What gains will communities derive from the defection of dodgy leaders?

Budalangi Member of Parliament Ababu Namwamba addresses journalists outside the offices of the German Embassy in Nairobi on July 13, 2016. On July 6, 2016, he quit his post as Orange Democratic Party secretary-general. PHOTO | CHARLES MATHAI | NATION MEDIA GROUP

What you need to know:

  • Why does Luyia unity only become urgent when politicians feel threatened elsewhere?
  • Why do we need unity only when we want to embrace a form of jingoism that is so toxic and politically self-serving?
  • The unity being proposed is designed to enable political entrepreneurs negotiate their relevance and secure benefit with others from other regions.
  • I cannot subscribe to it.

The season for madness is with us again. This time, the madness is instigated in the Orange Democratic Movement (ODM). A group of Luyia Members of Parliament (MPs) are apparently unhappy with the party leadership and want to quit. But instead of actually quitting, they have chosen to threaten and perform some bravado dance that masks rather than enlighten those who voted them.

Of course, it is their constitutional right to quit ODM and find a new home. I am not even sure there is a provision in law that requires defecting MPs to explain. In any case, to whom would they offer the explanation given the low opinion some MPs hold the voters? What is clear to me is that most MPs who decide to defect never take the bold step to simply go. Most want to hang around and reap the benefit of sitting in a party they relish bashing.

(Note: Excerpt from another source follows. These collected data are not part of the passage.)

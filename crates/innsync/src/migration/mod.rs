//! Database migrations for the property mirror schema.
//!
//! This module is only available when the `migrate` feature is enabled.

pub use sea_orm_migration::prelude::*;

mod m20250601_000001_create_schema;
mod m20250601_000002_seed_sync_settings;

/// The migrator that runs all migrations.
pub struct Migrator;

#[async_trait::async_trait]
impl MigratorTrait for Migrator {
    fn migrations() -> Vec<Box<dyn MigrationTrait>> {
        vec![
            Box::new(m20250601_000001_create_schema::Migration),
            Box::new(m20250601_000002_seed_sync_settings::Migration),
        ]
    }

    fn migration_table_name() -> SeaRc<dyn Iden> {
        SeaRc::new(Alias::new("innsync_migrations"))
    }
}
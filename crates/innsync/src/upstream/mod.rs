//! Client and wire models for the upstream property content API.
//!
//! The upstream exposes three read endpoints per property (header, reviews,
//! translated header). [`UpstreamClient::fetch_property_bundle`] composes
//! them into a [`PropertyBundle`], tolerating missing reviews and missing
//! languages.

mod client;
mod error;
mod types;

pub use client::{UpstreamClient, UpstreamConfig, REQUEST_TIMEOUT};
pub use error::{Result, UpstreamError};
pub use types::{
    Address, BedType, CheckIn, Facility, Instruction, Photo, Policy, PropertyBundle,
    PropertyHeader, Review, Room, RoomAmenity, RoomView, TranslationEnvelope, PROPERTY_IDS,
    TRANSLATION_LANGUAGES,
};
//! Synchronization pipeline: fetch fan-out, change detection, transactional
//! persistence, scheduling and the control/status surface.
//!
//! The flow of one run:
//!
//! ```text
//! Scheduler tick (or manual trigger)
//!   └─ SyncService::sync_now
//!        ├─ fetch_all        bounded fan-out over the property ids
//!        ├─ per batch        up to max_concurrent workers
//!        │    ├─ load_bundle     stored state (absent ⇒ create)
//!        │    ├─ compare_bundles diff on persisted fields
//!        │    └─ upsert_bundle   transactional write, retried
//!        └─ sync_logs        run bookkeeping + status update
//! ```

mod compare;
mod engine;
mod fetch;
mod scheduler;
mod types;

pub use compare::{compare_bundles, property_equal, ChangeSet};
pub use engine::SyncService;
pub use fetch::{fetch_all, FetchOptions, FetchResult};
pub use scheduler::Scheduler;
pub use types::{
    format_interval, parse_interval, SyncConfig, SyncError, SyncHealth, SyncResult, SyncStats,
    SyncStatus, DEFAULT_FETCH_CONCURRENCY, DEFAULT_FETCH_PACING, DEFAULT_MAX_ERRORS_LOGGED,
};
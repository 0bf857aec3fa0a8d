//! Application configuration.
//!
//! Configuration is loaded with the following precedence (highest to lowest):
//! 1. Environment variables (prefixed with `INNSYNC_`, e.g.,
//!    `INNSYNC_DATABASE__URL`, `INNSYNC_UPSTREAM__API_KEY`)
//! 2. Config file (`./innsync.toml`)
//! 3. Built-in defaults
//!
//! The database URL defaults to a SQLite file under the platform state
//! directory if not explicitly configured.
//!
//! Example config file:
//! ```toml
//! [upstream]
//! base_url = "https://content-api.example.com"
//! version = "v3"
//! api_key = "..."          # or INNSYNC_UPSTREAM__API_KEY
//!
//! [database]
//! url = "postgres:///innsync"
//!
//! [sync]
//! interval = "12h"
//! batch_size = 10
//! max_concurrent = 5
//! retry_attempts = 3
//! retry_delay = "5s"
//! rate_limit_per_sec = 10
//! enable_auto = true
//! ```

use config::{Config as ConfigBuilder, Environment, File, FileFormat};
use directories::ProjectDirs;
use serde::Deserialize;

use crate::sync::{parse_interval, SyncConfig, SyncError};
use crate::upstream::UpstreamConfig;

/// Top-level configuration.
#[derive(Debug, Default, Deserialize)]
#[serde(default)]
pub struct AppConfig {
    /// Upstream content API settings.
    pub upstream: UpstreamSettings,
    /// Database settings.
    pub database: DatabaseSettings,
    /// Sync pipeline settings.
    pub sync: SyncSettings,
}

/// Upstream content API settings.
#[derive(Debug, Deserialize)]
#[serde(default)]
pub struct UpstreamSettings {
    /// Base URL without a trailing slash.
    pub base_url: String,
    /// API version path segment.
    pub version: String,
    /// API key; empty disables the auth header.
    pub api_key: String,
}

impl Default for UpstreamSettings {
    fn default() -> Self {
        let defaults = UpstreamConfig::default();
        Self {
            base_url: defaults.base_url,
            version: defaults.version,
            api_key: defaults.api_key,
        }
    }
}

/// Database settings.
#[derive(Debug, Default, Deserialize)]
#[serde(default)]
pub struct DatabaseSettings {
    /// Connection URL. Supports sqlite:// and postgres:// schemes.
    /// Defaults to a SQLite file under the platform state directory.
    pub url: Option<String>,
}

/// Sync pipeline settings as they appear in config sources; durations are
/// literals like `12h` and are validated by [`AppConfig::sync_config`].
#[derive(Debug, Deserialize)]
#[serde(default)]
pub struct SyncSettings {
    pub interval: String,
    pub batch_size: usize,
    pub max_concurrent: usize,
    pub retry_attempts: usize,
    pub retry_delay: String,
    pub rate_limit_per_sec: u32,
    pub enable_auto: bool,
}

impl Default for SyncSettings {
    fn default() -> Self {
        let defaults = SyncConfig::default();
        Self {
            interval: crate::sync::format_interval(defaults.interval),
            batch_size: defaults.batch_size,
            max_concurrent: defaults.max_concurrent,
            retry_attempts: defaults.retry_attempts,
            retry_delay: crate::sync::format_interval(defaults.retry_delay),
            rate_limit_per_sec: defaults.rate_limit_per_sec,
            enable_auto: defaults.enable_auto,
        }
    }
}

impl AppConfig {
    /// Load configuration from the config file (if present) and the
    /// environment.
    pub fn load() -> Result<Self, config::ConfigError> {
        let builder = ConfigBuilder::builder()
            .add_source(File::new("innsync.toml", FileFormat::Toml).required(false))
            .add_source(
                Environment::with_prefix("INNSYNC")
                    .separator("__")
                    .try_parsing(true),
            );

        builder.build()?.try_deserialize()
    }

    /// The upstream client configuration.
    pub fn upstream_config(&self) -> UpstreamConfig {
        UpstreamConfig {
            base_url: self.upstream.base_url.clone(),
            version: self.upstream.version.clone(),
            api_key: self.upstream.api_key.clone(),
        }
    }

    /// The validated sync configuration.
    pub fn sync_config(&self) -> Result<SyncConfig, SyncError> {
        Ok(SyncConfig {
            interval: parse_interval(&self.sync.interval)?,
            batch_size: self.sync.batch_size,
            max_concurrent: self.sync.max_concurrent,
            retry_attempts: self.sync.retry_attempts,
            retry_delay: parse_interval(&self.sync.retry_delay)?,
            rate_limit_per_sec: self.sync.rate_limit_per_sec,
            enable_auto: self.sync.enable_auto,
        })
    }

    /// The database URL, falling back to a SQLite file under the platform
    /// state directory.
    pub fn database_url(&self) -> String {
        if let Some(url) = &self.database.url {
            return url.clone();
        }
        default_database_url()
    }
}

fn default_database_url() -> String {
    let state_dir = ProjectDirs::from("", "", "innsync")
        .map(|dirs| {
            dirs.state_dir()
                .unwrap_or_else(|| dirs.data_dir())
                .to_path_buf()
        })
        .unwrap_or_else(|| std::path::PathBuf::from("."));

    format!("sqlite://{}/innsync.db?mode=rwc", state_dir.display())
}

#[cfg(test)]
mod tests {
    use super::*;

    #[test]
    fn defaults_round_trip_into_sync_config() {
        let config = AppConfig::default();
        let sync = config.sync_config().expect("defaults should validate");
        assert_eq!(sync, SyncConfig::default());
    }

    #[test]
    fn bad_interval_literal_is_rejected() {
        let config = AppConfig {
            sync: SyncSettings {
                interval: "whenever".to_string(),
                ..SyncSettings::default()
            },
            ..AppConfig::default()
        };
        assert!(config.sync_config().is_err());
    }

    #[test]
    fn database_url_falls_back_to_state_dir_sqlite() {
        let config = AppConfig::default();
        let url = config.database_url();
        assert!(url.starts_with("sqlite://"));
        assert!(url.contains("innsync.db"));
    }

    #[test]
    fn explicit_database_url_wins() {
        let config = AppConfig {
            database: DatabaseSettings {
                url: Some("postgres:///innsync_dev".to_string()),
            },
            ..AppConfig::default()
        };
        assert_eq!(config.database_url(), "postgres:///innsync_dev");
    }
}
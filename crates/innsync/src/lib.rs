//! Innsync - a local, queryable mirror of hotel property content.
//!
//! The library periodically fans out per-property fetches against an
//! external content API (property record, reviews, translations),
//! reconciles the results against a relational store, persists only changed
//! records, and exposes the reconciled data plus a control/status surface
//! for a read-oriented HTTP layer.
//!
//! # Features
//!
//! - `migrate` (default) - Enables embedded schema migrations. When
//!   enabled, [`connect_and_migrate`] runs migrations on connection.
//!
//! # Example
//!
//! ```ignore
//! use std::sync::Arc;
//! use innsync::{connect_and_migrate, AppConfig, SyncService, UpstreamClient};
//!
//! let config = AppConfig::load()?;
//! let db = connect_and_migrate(&config.database_url()).await?;
//! innsync::store::sweep_stale_runs(&db).await?;
//!
//! let client = UpstreamClient::new(config.upstream_config())?;
//! let service = Arc::new(SyncService::new(client, db, config.sync_config()?));
//!
//! let (_cancel_tx, cancel_rx) = tokio::sync::watch::channel(false);
//! service.start(cancel_rx, None)?;
//! ```

pub mod config;
pub mod db;
pub mod entity;
pub mod http;
pub mod store;
pub mod sync;
pub mod upstream;

#[cfg(feature = "migrate")]
pub mod migration;

pub use config::AppConfig;
pub use db::connect;
#[cfg(feature = "migrate")]
pub use db::connect_and_migrate;
pub use entity::prelude::*;
pub use sync::{
    SyncConfig, SyncError, SyncHealth, SyncResult, SyncService, SyncStats, SyncStatus,
};
pub use upstream::{
    PropertyBundle, PropertyHeader, Review as UpstreamReview, UpstreamClient, UpstreamConfig,
    UpstreamError, PROPERTY_IDS,
};
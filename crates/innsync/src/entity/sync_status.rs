//! Per-property sync status enum.

use sea_orm::entity::prelude::*;
use serde::{Deserialize, Serialize};

/// Outcome of the most recent sync attempt for a property.
#[derive(
    Clone, Debug, Default, PartialEq, Eq, EnumIter, DeriveActiveEnum, Serialize, Deserialize,
)]
#[sea_orm(rs_type = "String", db_type = "String(StringLen::None)")]
pub enum SyncStatus {
    /// Row exists but has never completed a sync.
    #[sea_orm(string_value = "pending")]
    #[default]
    Pending,
    /// Last sync attempt succeeded.
    #[sea_orm(string_value = "ok")]
    Ok,
    /// Last sync attempt failed after retries.
    #[sea_orm(string_value = "failed")]
    Failed,
}

impl std::fmt::Display for SyncStatus {
    fn fmt(&self, f: &mut std::fmt::Formatter<'_>) -> std::fmt::Result {
        match self {
            SyncStatus::Pending => write!(f, "pending"),
            SyncStatus::Ok => write!(f, "ok"),
            SyncStatus::Failed => write!(f, "failed"),
        }
    }
}

#[cfg(test)]
mod tests {
    use super::*;

    #[test]
    fn default_is_pending() {
        assert_eq!(SyncStatus::default(), SyncStatus::Pending);
    }

    #[test]
    fn display_outputs_expected_strings() {
        assert_eq!(SyncStatus::Pending.to_string(), "pending");
        assert_eq!(SyncStatus::Ok.to_string(), "ok");
        assert_eq!(SyncStatus::Failed.to_string(), "failed");
    }
}
use innsync::db;
use innsync::migration::{Migrator, MigratorTrait};
use innsync::AppConfig;

use crate::MigrateAction;

fn action_messages(action: &MigrateAction) -> (&'static str, Option<&'static str>) {
    match action {
        MigrateAction::Up => (
            "Applying migrations...",
            Some("Migrations applied successfully."),
        ),
        MigrateAction::Down => ("Rolling back last migration...", Some("Rollback complete.")),
        MigrateAction::Status => ("Migration status:", None),
        MigrateAction::Fresh => (
            "Dropping all tables and reapplying migrations...",
            Some("Fresh migration complete."),
        ),
    }
}

pub(crate) async fn handle_migrate(action: MigrateAction, config: &AppConfig) -> anyhow::Result<()> {
    let db = db::connect(&config.database_url()).await?;

    let (before_message, after_message) = action_messages(&action);
    println!("{before_message}");

    match action {
        MigrateAction::Up => {
            Migrator::up(&db, None).await?;
        }
        MigrateAction::Down => {
            Migrator::down(&db, Some(1)).await?;
        }
        MigrateAction::Status => {
            Migrator::status(&db).await?;
        }
        MigrateAction::Fresh => {
            Migrator::fresh(&db).await?;
        }
    }

    if let Some(after_message) = after_message {
        println!("{after_message}");
    }

    Ok(())
}

#[cfg(test)]
mod tests {
    use super::*;

    #[test]
    fn action_messages_cover_all_migration_actions() {
        assert_eq!(
            action_messages(&MigrateAction::Up),
            (
                "Applying migrations...",
                Some("Migrations applied successfully.")
            )
        );
        assert_eq!(
            action_messages(&MigrateAction::Status),
            ("Migration status:", None)
        );
    }
}
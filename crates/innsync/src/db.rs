//! Database connection utilities.

use sea_orm::{Database, DatabaseConnection, DbErr};

/// Configure SQLite-specific pragmas for better performance and concurrency.
///
/// This sets:
/// - `journal_mode=WAL` so status readers don't block the sync writer
/// - `busy_timeout=5000` to wait for locks instead of failing immediately
/// - `synchronous=NORMAL`, which is safe with WAL and faster than FULL
async fn configure_sqlite(db: &DatabaseConnection) -> Result<(), DbErr> {
    use sea_orm::{ConnectionTrait, Statement};

    for pragma in [
        "PRAGMA journal_mode=WAL",
        "PRAGMA busy_timeout=5000",
        "PRAGMA synchronous=NORMAL",
        "PRAGMA foreign_keys=ON",
    ] {
        db.execute(Statement::from_string(
            db.get_database_backend(),
            pragma.to_string(),
        ))
        .await?;
    }

    Ok(())
}

/// Establish a connection to the property database.
///
/// # Arguments
/// * `database_url` - Connection string (e.g., `sqlite:///path/to/db` or `postgres:///innsync`)
///
/// # Errors
/// Returns `DbErr` if the connection cannot be established.
pub async fn connect(database_url: &str) -> Result<DatabaseConnection, DbErr> {
    let db = Database::connect(database_url).await?;

    if database_url.starts_with("sqlite:") {
        configure_sqlite(&db).await?;
    }

    Ok(db)
}

/// Establish a connection and run all pending migrations.
///
/// This is the recommended way to initialize the database: it ensures the
/// schema is up-to-date and the default sync settings are seeded.
///
/// # Errors
/// Returns `DbErr` if the connection cannot be established or migrations fail.
#[cfg(feature = "migrate")]
pub async fn connect_and_migrate(database_url: &str) -> Result<DatabaseConnection, DbErr> {
    use sea_orm_migration::MigratorTrait;

    let db = Database::connect(database_url).await?;

    if database_url.starts_with("sqlite:") {
        configure_sqlite(&db).await?;
    }

    crate::migration::Migrator::up(&db, None).await?;
    Ok(db)
}

#[cfg(test)]
mod tests {
    use super::*;
    use sea_orm::{DatabaseBackend, MockDatabase, MockExecResult};

    #[tokio::test]
    async fn configure_sqlite_runs_all_pragmas() {
        let db = MockDatabase::new(DatabaseBackend::Sqlite)
            .append_exec_results((0..4).map(|_| MockExecResult {
                rows_affected: 0,
                last_insert_id: 0,
            }))
            .into_connection();

        configure_sqlite(&db)
            .await
            .expect("mock sqlite pragma execs should succeed");
    }

    #[tokio::test]
    async fn connect_returns_error_for_invalid_database_url() {
        let err = connect("this-is-not-a-db-url")
            .await
            .expect_err("invalid URL should error");
        let msg = err.to_string().to_ascii_lowercase();
        assert!(
            msg.contains("error") || msg.contains("invalid"),
            "unexpected error message: {err}"
        );
    }
}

One would have thought that Hon Ababu Namwamba would be different. His writing in the press and his general public demeanour demonstrated an admirable combination of youthful resolve and vision; indeed a promise of alternative leadership. One might understand the publicly stated reasons for his displeasure with ODM, the perception that he held a position without effective capacity to execute a mandate. But the timing and the misplaced conceit worry the soul.

The noisy threat of defection is strategically close to the next general election. Whatever reasons are given for it, be they due to personal conviction or externally instigated, the actions are part of an electoral calculation and are carefully choreographed to achieve particular electoral effect against ODM. We can debate who is choreographing them.

Second, the complaints have nothing to do with the people that these MPs were elected to serve. Yet, the voter should be the critical pillar around which this discussion is constructed. It is indeed instructive that none of the leaders who have complained have demonstrated that the so-called interference in their jurisdictions has affected specific development programmes in their constituencies or their capacity to exercise their representation or oversight tasks.

ARTICULATE CONCERN

Thus, though the MPs feel slighted by one or the other action of their ODM colleagues, none of them has articulated a concern that goes beyond their feeling of being slighted. As such, the issue at hand has everything to do with personal survival of incumbents. And though I have not seen any publicly verifiable evidence indicating that the motivating factor has something to do with rival political parties, it is not inconceivable that the consequence will play into an electoral narrative that seeks to depict the ODM in a particular light.

What, however, is crucial is that the actions of these MPs make one wonder when our parties will institutionalise; when our politics will mature so we can have national leaders who stand for something bigger than their egos. The pettiness of their complaint is the reason we must go beyond framing this as between being in ODM or defecting to another outfit. We must consider the bigger question of how we use this moment to empower people to operate beyond the pettiness of the current squabbling.

This is important because the season of madness tends to be defined by anything but reason. It panders on emotions and whips up ethnic nationalism that serves no one but the interests of the politicians who whip it up. That is why talk about some Luyia unity has accompanied the threat to defect from ODM. But why does Luyia unity only become urgent when politicians feel threatened elsewhere? Why do we need unity only when we want to embrace a form of jingoism that is so toxic and politically self-serving? The unity being proposed is designed to enable political entrepreneurs negotiate their relevance and secure benefit with others from other regions. I cannot subscribe to it.

 

Godwin R. Murunga is a senior research fellow at the Institute for Development Studies at the University of Nairobi.